Desirable Difficulty

I was recently watching a Jeremy Howard conversation on Machine Learning Street Talk, and one phrase kept sticking in my head: desirable difficulty.

That phrase comes from learning science. The idea is simple: some kinds of difficulty make learning stronger, not weaker. If recall is effortful, if understanding takes some wrestling, if the problem pushes back, the thing you learn tends to stay with you longer.

The more I think about AI coding tools, the more I think this is the real issue.

Not because AI is useless.
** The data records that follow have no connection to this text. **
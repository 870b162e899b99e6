use chrono::Utc;

use super::{delete_by_id, exists, optional_text, or_empty, required, ActionError, ActionResult};
use crate::db::Db;
use crate::models::{new_id, Service, ServiceInput};

const SELECT_SERVICE: &str = "SELECT id, name, duration, price, description FROM services";

pub async fn get_all(db: &Db) -> Vec<Service> {
    or_empty(
        db.fetch_all(&format!("{SELECT_SERVICE} ORDER BY name"), &[])
            .await,
        "services",
    )
}

pub async fn get_by_id(db: &Db, id: &str) -> Option<Service> {
    or_empty(
        db.fetch_optional(&format!("{SELECT_SERVICE} WHERE id = ?"), &[id.into()])
            .await,
        "service",
    )
}

fn validate(input: &ServiceInput) -> ActionResult<String> {
    let name = required(&input.name, "Name")?;
    if input.duration <= 0 {
        return Err(ActionError::validation("Duration must be a positive number of minutes"));
    }
    if !input.price.is_finite() || input.price < 0.0 {
        return Err(ActionError::validation("Price must not be negative"));
    }
    Ok(name)
}

pub async fn create(db: &Db, input: ServiceInput) -> ActionResult<Service> {
    let name = validate(&input)?;
    let id = new_id();
    db.execute(
        "INSERT INTO services (id, name, duration, price, description, created_at) VALUES (?, ?, ?, ?, ?, ?)",
        &[
            id.as_str().into(),
            name.into(),
            input.duration.into(),
            input.price.into(),
            optional_text(input.description),
            Utc::now().to_rfc3339().into(),
        ],
    )
    .await?;
    log::info!("Created service {id}");

    get_by_id(db, &id)
        .await
        .ok_or_else(|| ActionError::not_found("Service", &id))
}

pub async fn update(db: &Db, id: &str, input: ServiceInput) -> ActionResult<Service> {
    if !exists(db, "services", id).await? {
        return Err(ActionError::not_found("Service", id));
    }
    let name = validate(&input)?;
    db.execute(
        "UPDATE services SET name = ?, duration = ?, price = ?, description = ? WHERE id = ?",
        &[
            name.into(),
            input.duration.into(),
            input.price.into(),
            optional_text(input.description),
            id.into(),
        ],
    )
    .await?;

    get_by_id(db, id)
        .await
        .ok_or_else(|| ActionError::not_found("Service", id))
}

pub async fn delete(db: &Db, id: &str) -> ActionResult<()> {
    delete_by_id(db, "services", "Service", id).await
}

pub(crate) async fn first(db: &Db) -> ActionResult<Option<Service>> {
    Ok(db
        .fetch_optional(&format!("{SELECT_SERVICE} ORDER BY rowid LIMIT 1"), &[])
        .await?)
}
It clearly is not. I use it, and in the right context it is absurdly helpful. But there is a real difference between removing pointless friction and removing the friction that actually builds skill. That second kind is dangerous.

That is also why the recent Anthropic skill-formation study caught my attention. I do not need to re-explain the whole paper here. The short version is enough: when people leaned on AI too much while learning something new, they tended to learn less. The people who used it best used it for explanation and feedback, not as a total substitute for thinking.

The Work Has To Push Back

People talk about productivity as if friction is obviously bad. That is only half true.

If you have ever debugged a distributed systems issue, trained a brittle model, or tried to understand a complex research paper properly, you know growth does not come from smoothness. It comes from contact with reality. Your mental model predicts one thing, the system does another, and now you have to revise your understanding.

In programming that pushback shows up when a test fails for a reason you did not expect, when an API behaves differently from the docs, when a concurrency bug only appears under load, when a model looks good offline and collapses in the real world, or when a design that felt elegant starts breaking the moment you try to extend it.

Those moments are frustrating, but they are also where a lot of engineering judgment comes from.

If a tool gives you answers too quickly, too cleanly, and too early, you can skip the exact moments that would have forced you to understand the system. That is the paradox of AI coding right now: the workflow can feel smoother while your actual capability grows more slowly.

And this pressure does not only come from the individual level. In a lot of companies now, the push is organizational: ship faster with AI, increase output, compress timelines, and do not be the person who looks slower than the rest of the team. Once speed becomes the only visible metric, it becomes very easy to optimize for short-term throughput and slowly lose the harder kinds of learning that good engineering depends on.

I feel grateful that my role in my current company still gives me room for a different kind of work. I am not only building features and APIs on a fixed loop every day. I also get to research new ideas, push myself in different directions, learn things I would not have touched otherwise, and think about how an existing system can be bent into something better suited to the problem we are actually trying to solve. That space matters to me, because it keeps the learning loop alive instead of replacing it.

The Gap Is Judgment

What Jeremy Howard is really pointing at, I think, is not some basic "coding versus software engineering" slogan. Everybody serious already knows typing code is only one layer of the problem. The real question is where the bottleneck actually is.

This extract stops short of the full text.